En un escenario hollywoodense, el centro del patio de honor del Palacio de Mónaco, al cual rodean dos escalinatas semicirculares de puro mármol, Alberto II la esperó engalanado con el uniforme de verano color marfil de los guardias del mencionado Palacio, con solo tres condecoraciones, charreteras y los bordes de las mangas bordados en dorado con hojas de olivos y robles. Charlene Wittstock llegó, cabizbaja y radiante, enfundada en un delicadísimo vestido diseñado por Giogio Armani (para su línea Prive), realizado con 130 metros de seda blanca (off-white duchess silk), de corte sirena y perfecto escote bote (boat-neck collar), acompañado por una cola real desmontable de cinco metros de largo y su correspondiente velo.

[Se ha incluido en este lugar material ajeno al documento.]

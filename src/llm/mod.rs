//! LLM 层：Chat 客户端抽象与实现（Ollama OpenAI 兼容端点 / Mock）

pub mod mock;
pub mod ollama;
pub mod traits;

pub use mock::MockChatClient;
pub use ollama::{supports_tools, OllamaClient};
pub use traits::{ChatClient, ChatReply, RawToolCall};
//! agent 子命令：Markdown 智能体定义的创建与列表
//!
//! 智能体以带 YAML front matter 的 .md 文件存放在 agents 目录。

use crate::config::load_config;

pub async fn agent_command(list: bool, create: bool, name: Option<String>) -> anyhow::Result<()> {
    let cfg = load_config(None).unwrap_or_default();
    let agents_dir = cfg.agent.agents_dir;
    std::fs::create_dir_all(&agents_dir)?;

    if create {
        let Some(name) = name else {
            eprintln!("Error: --name is required when creating an agent");
            return Ok(());
        };

        let agent_file = agents_dir.join(format!("{}.md", name));
        if agent_file.exists() {
            eprintln!("Agent already exists: {}", name);
            return Ok(());
        }

        let content = format!(
            "---\nname: {name}\nmodel: {model}\ntools:\n  - read\n  - write\n  - bash\n  - glob\n  - grep\n---\n\n# {name} Agent\n\nDescribe your agent here.\n",
            name = name,
            model = cfg.provider.model,
        );
        std::fs::write(&agent_file, content)?;
        println!("Created agent: {}", name);
        return Ok(());
    }

    if !list {
        println!("Use --list to list agents or --create to create one");
        return Ok(());
    }

    let mut agents: Vec<_> = std::fs::read_dir(&agents_dir)?
        .flatten()
        .map(|e| e.path())
        .filter(|p| p.extension().map(|x| x == "md").unwrap_or(false))
        .collect();
    agents.sort();

    if agents.is_empty() {
        println!("No agents found");
        println!("Create one: drone agent --create --name myagent");
        return Ok(());
    }

    println!("Agents:");
    for path in agents {
        let stem = path
            .file_stem()
            .map(|s| s.to_string_lossy().to_string())
            .unwrap_or_default();
        let file = path
            .file_name()
            .map(|s| s.to_string_lossy().to_string())
            .unwrap_or_default();
        println!("  {:<20} {}", stem, file);
    }
    Ok(())
}
//! session 子命令：会话列表与删除

use crate::config::load_config;
use crate::session::SessionStore;

pub async fn session_command(list: bool, delete: Option<String>) -> anyhow::Result<()> {
    let cfg = load_config(None).unwrap_or_default();
    let store = SessionStore::open(cfg.agent.data_dir.join("sessions.db"))?;

    if let Some(id) = delete {
        store.delete(&id)?;
        println!("Deleted session: {}", id);
        return Ok(());
    }

    if !list {
        println!("Use --list to list sessions or --delete to delete");
        return Ok(());
    }

    let sessions = store.list(10)?;
    if sessions.is_empty() {
        println!("No sessions found");
        return Ok(());
    }

    println!(
        "{:<12} {:<20} {:<20} {:>5}  {}",
        "ID", "Created", "Updated", "Msgs", "Model"
    );
    for session in sessions {
        let short_id: String = session.id.chars().take(8).collect();
        println!(
            "{:<12} {:<20} {:<20} {:>5}  {}",
            format!("{}...", short_id),
            session.created_at.format("%Y-%m-%d %H:%M:%S"),
            session.updated_at.format("%Y-%m-%d %H:%M:%S"),
            session.messages.len(),
            session.model,
        );
    }
    Ok(())
}
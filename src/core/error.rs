//! Agent 错误类型
//!
//! 工具执行失败不在此列：所有工具失败都归一化为 ToolResult { success: false }，
//! 写回对话供模型下一轮参考，绝不作为进程级错误向上传播。

use thiserror::Error;

/// Agent 运行过程中可能出现的错误（网络、存储、配置、取消）
#[derive(Error, Debug)]
pub enum AgentError {
    /// 推理服务不可达或补全请求失败，对当前回合致命
    #[error("LLM error: {0}")]
    Llm(String),

    #[error("Session store error: {0}")]
    Store(#[from] rusqlite::Error),

    #[error("JSON error: {0}")]
    Json(#[from] serde_json::Error),

    #[error("Config error: {0}")]
    Config(#[from] config::ConfigError),

    /// 用户中断（Ctrl-C）；调用方须先保存会话再退出
    #[error("Cancelled by user")]
    Cancelled,
}
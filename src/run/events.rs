//! 回合事件
//!
//! 回合执行器不直接打印：所有用户可见输出通过可选的事件通道推送，
//! CLI 侧挂控制台渲染器，测试侧挂通道或不挂（无头运行）。

use tokio::sync::mpsc::UnboundedSender;

/// 工具输出在事件里的预览长度（字符）；完整输出始终写入对话
pub const TOOL_OUTPUT_PREVIEW_CHARS: usize = 500;

/// 一个回合内推送给前端的事件
#[derive(Debug, Clone)]
pub enum TurnEvent {
    /// 模型自然语言输出（工具调用标记已剥离）
    AssistantText(String),
    /// 即将执行工具
    ToolStart { name: String },
    /// 工具执行完毕（output 为预览截断）
    ToolResult {
        title: String,
        output: String,
        success: bool,
    },
    /// 警告：未知工具、模型不支持工具调用、迭代上限等
    Warning(String),
}

pub(crate) fn send_event(tx: &Option<&UnboundedSender<TurnEvent>>, ev: TurnEvent) {
    if let Some(t) = tx {
        let _ = t.send(ev);
    }
}

/// 截断到预览长度，超出时追加省略号
pub(crate) fn preview(text: &str) -> String {
    let truncated: String = text.chars().take(TOOL_OUTPUT_PREVIEW_CHARS).collect();
    if text.chars().count() > TOOL_OUTPUT_PREVIEW_CHARS {
        format!("{}...", truncated)
    } else {
        truncated
    }
}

La ornamentación de la tela, un bordado floral que con perfecta simetría se deslizaba por el frente del vestido, extendiéndose por la falda hacia su cola, y que luego se repetía en el centro y en todo el borde de la cola real, le llevó al equipo de la Casa Armani 800 horas de trabajo, de las 2.500 que se utilizaron para la confección completa del vestido. 40.000 cristales Swarovski, 20.000 madreperlas en forma de lágrimas y 30.000 piedras en tonos de oro fueron utilizados para dar vida a las millones de hojitas y flores que se complementaron perfectamente con la única joya que lució la ahora princesa: un tocado también floral de plata y brillantes que se sujetaba a su rodete. Si bien el escote la favoreció muchísimo al disimular el ancho de su espalda de nadadora olímpica, el peso del bordado y el largo excesivo del vestido y su propia cola, se sumaron al larguísimo velo y a la cola real, que la sudafricana tuvo que cargar desde su media espalda, para dificultarle el paso por momentos y hacer aún más visible su tendencia a clavar la mirada en el suelo. Aferrada a su ramo, también diseñado por Armani en base a orquídeas y rosas petra (flor nacional de Sudáfrica), Charlene solo se animó un poco más hacia el final de la ceremonia y durante la interpretación de un rítmico canto ritual sudafricano.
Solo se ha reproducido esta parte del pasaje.